L’insostenibile leggerezza dell’emergenza rifiuti

I rifiuti tornano a fare capolino nelle nostre città. È di questi giorni la protesta degli autotrasportatori e la contemporanea marcia su Napoli degli abitanti del cosiddetto triangolo della morte: Giugliano – Villaricca - Qualiano, descritto anche da Saviano in Gomorra.

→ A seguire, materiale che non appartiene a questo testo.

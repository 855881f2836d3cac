// SPDX-FileCopyrightText: 2026 Hyperpolymath
// SPDX-License-Identifier: PMPL-1.0-or-later

//! HTTP handlers for the submission gate service.
//!
//! Thin layer over the pipeline: hash the caller identity, spend
//! general-API budget, run the requested stage, and render typed
//! errors as the JSON envelope the clients expect. Raw oracle text and
//! raw IPs never appear in a response.

use axum::{
    extract::{ConnectInfo, State},
    http::StatusCode,
    response::{IntoResponse, Response},
    Json,
};
use serde::{Deserialize, Serialize};
use std::net::SocketAddr;
use std::sync::Arc;
use tracing::{debug, info};

use crate::config::Config;
use crate::error::GateError;
use crate::limiter::{RateLimitDecision, RateLimiter};
use crate::sanitizer::hash_identifier;
use crate::search::{CatalogApp, SearchHit, SearchService};
use crate::submission::{SubmissionPipeline, SubmissionReceipt, SubmissionRequest};
use crate::validator::UrlValidator;
use crate::verifier::{Screenshot, VerificationResult};

/// Shared application state.
pub struct AppState {
    pub pipeline: SubmissionPipeline,
    pub api_limiter: RateLimiter,
    pub submission_limiter: RateLimiter,
    pub url_validator: UrlValidator,
    pub search: SearchService,
    pub catalog: Vec<CatalogApp>,
    pub config: Config,
}

/// Error response body.
#[derive(Debug, Serialize)]
pub struct ErrorResponse {
    pub error: String,
    pub code: &'static str,
    #[serde(skip_serializing_if = "Option::is_none")]
    pub retry_after_secs: Option<u64>,
}

impl IntoResponse for GateError {
    fn into_response(self) -> Response {
        let status = match &self {
            GateError::MissingField(_)
            | GateError::InvalidInput(_)
            | GateError::InvalidFileType(_)
            | GateError::FileTooLarge { .. }
            | GateError::InvalidUrl
            | GateError::MaliciousUrl
            | GateError::DomainNotAllowed(_)
            | GateError::UploadFailed(_) => StatusCode::BAD_REQUEST,
            GateError::RateLimitExceeded { .. } => StatusCode::TOO_MANY_REQUESTS,
            GateError::VerificationFailed(_)
            | GateError::UsernameMismatch
            | GateError::ScreenshotUnclear => StatusCode::UNPROCESSABLE_ENTITY,
            GateError::ServiceUnavailable(_) => StatusCode::SERVICE_UNAVAILABLE,
            GateError::Internal(_) => StatusCode::INTERNAL_SERVER_ERROR,
        };

        let body = ErrorResponse {
            error: self.to_string(),
            code: self.code(),
            retry_after_secs: self.retry_after_secs(),
        };

        match self.retry_after_secs() {
            Some(secs) => (status, [("Retry-After", secs.to_string())], Json(body)).into_response(),
            None => (status, Json(body)).into_response(),
        }
    }
}

/// Health check response.
#[derive(Debug, Serialize)]
pub struct HealthResponse {
    pub status: &'static str,
    pub service: &'static str,
    pub version: &'static str,
}

pub async fn health() -> Json<HealthResponse> {
    Json(HealthResponse {
        status: "healthy",
        service: "submission-gate",
        version: env!("CARGO_PKG_VERSION"),
    })
}

// =============================================================================
// /api/submit
// =============================================================================

#[derive(Debug, Serialize)]
pub struct SubmitResponse {
    pub success: bool,
    pub submission_id: String,
    pub verification: VerificationResult,
    pub message: &'static str,
}

pub async fn submit(
    State(state): State<Arc<AppState>>,
    ConnectInfo(addr): ConnectInfo<SocketAddr>,
    Json(request): Json<SubmissionRequest>,
) -> Result<Json<SubmitResponse>, GateError> {
    let identifier = hash_identifier(&addr.ip().to_string());
    debug!(identifier = %identifier, app_name = %request.app_name, "Submission received");

    consume_api_budget(&state, &identifier).await?;

    let SubmissionReceipt {
        submission_id,
        verification,
    } = state.pipeline.submit(request, &identifier).await?;

    info!(submission_id = %submission_id, "Submission accepted for review");

    Ok(Json(SubmitResponse {
        success: true,
        submission_id,
        verification,
        message: "Submission received! Your app will be reviewed shortly.",
    }))
}

// =============================================================================
// /api/verify
// =============================================================================

#[derive(Debug, Deserialize)]
pub struct VerifyRequest {
    pub claimed_username: String,
    pub source_url: String,
    /// Base64-encoded screenshot bytes.
    pub screenshot: String,
    pub screenshot_type: String,
}

pub async fn verify(
    State(state): State<Arc<AppState>>,
    ConnectInfo(addr): ConnectInfo<SocketAddr>,
    Json(request): Json<VerifyRequest>,
) -> Result<Json<VerificationResult>, GateError> {
    use base64::Engine;

    let identifier = hash_identifier(&addr.ip().to_string());
    consume_api_budget(&state, &identifier).await?;

    let data = base64::engine::general_purpose::STANDARD
        .decode(request.screenshot.trim())
        .map_err(|_| GateError::UploadFailed("screenshot is not valid base64".to_string()))?;

    let screenshot = Screenshot {
        content_type: request.screenshot_type,
        data,
    };

    let result = state
        .pipeline
        .verify_only(
            screenshot,
            &request.claimed_username,
            &request.source_url,
            &identifier,
        )
        .await?;

    Ok(Json(result))
}

// =============================================================================
// /api/validate-url
// =============================================================================

#[derive(Debug, Deserialize)]
pub struct ValidateUrlRequest {
    pub url: String,
}

pub async fn validate_url(
    State(state): State<Arc<AppState>>,
    ConnectInfo(addr): ConnectInfo<SocketAddr>,
    Json(request): Json<ValidateUrlRequest>,
) -> Result<Response, GateError> {
    let identifier = hash_identifier(&addr.ip().to_string());
    consume_api_budget(&state, &identifier).await?;

    Ok(Json(state.url_validator.validate(&request.url)).into_response())
}

// =============================================================================
// /api/search
// =============================================================================

#[derive(Debug, Deserialize)]
pub struct SearchRequest {
    pub query: String,
}

#[derive(Debug, Serialize)]
pub struct SearchResponse {
    pub results: Vec<SearchHit>,
}

pub async fn search(
    State(state): State<Arc<AppState>>,
    ConnectInfo(addr): ConnectInfo<SocketAddr>,
    Json(request): Json<SearchRequest>,
) -> Result<Json<SearchResponse>, GateError> {
    let identifier = hash_identifier(&addr.ip().to_string());
    consume_api_budget(&state, &identifier).await?;

    let results = state.search.search(&request.query, &state.catalog).await;
    Ok(Json(SearchResponse { results }))
}

// =============================================================================
// /api/limits
// =============================================================================

#[derive(Debug, Serialize)]
pub struct LimitsResponse {
    pub submission: RateLimitDecision,
}

/// Non-mutating view of the caller's submission budget.
pub async fn limits(
    State(state): State<Arc<AppState>>,
    ConnectInfo(addr): ConnectInfo<SocketAddr>,
) -> Result<Json<LimitsResponse>, GateError> {
    let identifier = hash_identifier(&addr.ip().to_string());
    let submission = state.submission_limiter.status(&identifier).await?;
    Ok(Json(LimitsResponse { submission }))
}

async fn consume_api_budget(state: &AppState, identifier: &str) -> Result<(), GateError> {
    let decision = state.api_limiter.check(identifier).await?;
    if !decision.allowed {
        return Err(GateError::RateLimitExceeded {
            retry_after_secs: decision.retry_after_secs.unwrap_or(0),
        });
    }
    Ok(())
}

Guidano la protesta i primi cittadini, convinti che si stia tirando troppo la corda se è vero che in origine la raccolta delle ecoballe nei propri territori era stata definita una misura provvisoria, mentre ancora oggi giungono tir Iveco incolonnati e mascherati da pubblicità per continuanuare a scaricare con l’inganno.

Questi i fatti: la terra felix rinomata un tempo per la qualità pregiata della sua frutta ha ingurgitato nei decenni 4 milioni di tonnellate di rifiuti.

Non è necessario vivere in questi paesi per constatare il problema costante, quotidiano che rende i cittadini inermi, impotenti, condannati a vivere con la mondezza. Si provi ad attraversare l’Asse mediano che collega i paesi a nord di Napoli, per rendersi conto degli odori nauseabondi che provengono dalle discariche e dalle migliaia di ecoballe esposte al sole e alle intemperie che giacciono a Villa Literno su uno spazio che corrisponde a 80 campi da calcio.

Pare che in passato i proprietari terrieri facessero la loro offerta per accogliere sul proprio suolo i rifiuti, mentre dall’insediamento del Prefetto Pansa è stato cambiato questo strano meccanismo che ingrossava le tasche di pochi e prevede un esproprio più violento, accompagnato da una valutazione dell’indennizzo più seria.

Resta un quadro desolante, fatto di un’aria irrespirabile, di fumi notturni, di speculatori e aguzzini che divorano denari pubblici alla faccia della gente onesta che lavora, studia, vive ed è costretta a inalare ogni giorno nanoparticelle invisibili, silenti che entrano dentro e lavorano pian piano fin quando, come è stato testimoniato da un’indagine scientifica, ci si ammala più frequentemente di tumore. I cittadini sono le vittime di questo sistema.

Non ci si meraviglia più, anzi, è l’assuefazione che è disarmante, quell’apparente normalità del rifiuto trasbordante e spesso bruciacchiato fuori casa, col percolato che penetra nell’asfalto lasciando la sua traccia indelebile. Non lasciamo che l’orgoglio e la dignità finiscano anch’essi in un cassonetto.

Discussione

Un Commento a “L’insostenibile leggerezza dell’emergenza rifiuti”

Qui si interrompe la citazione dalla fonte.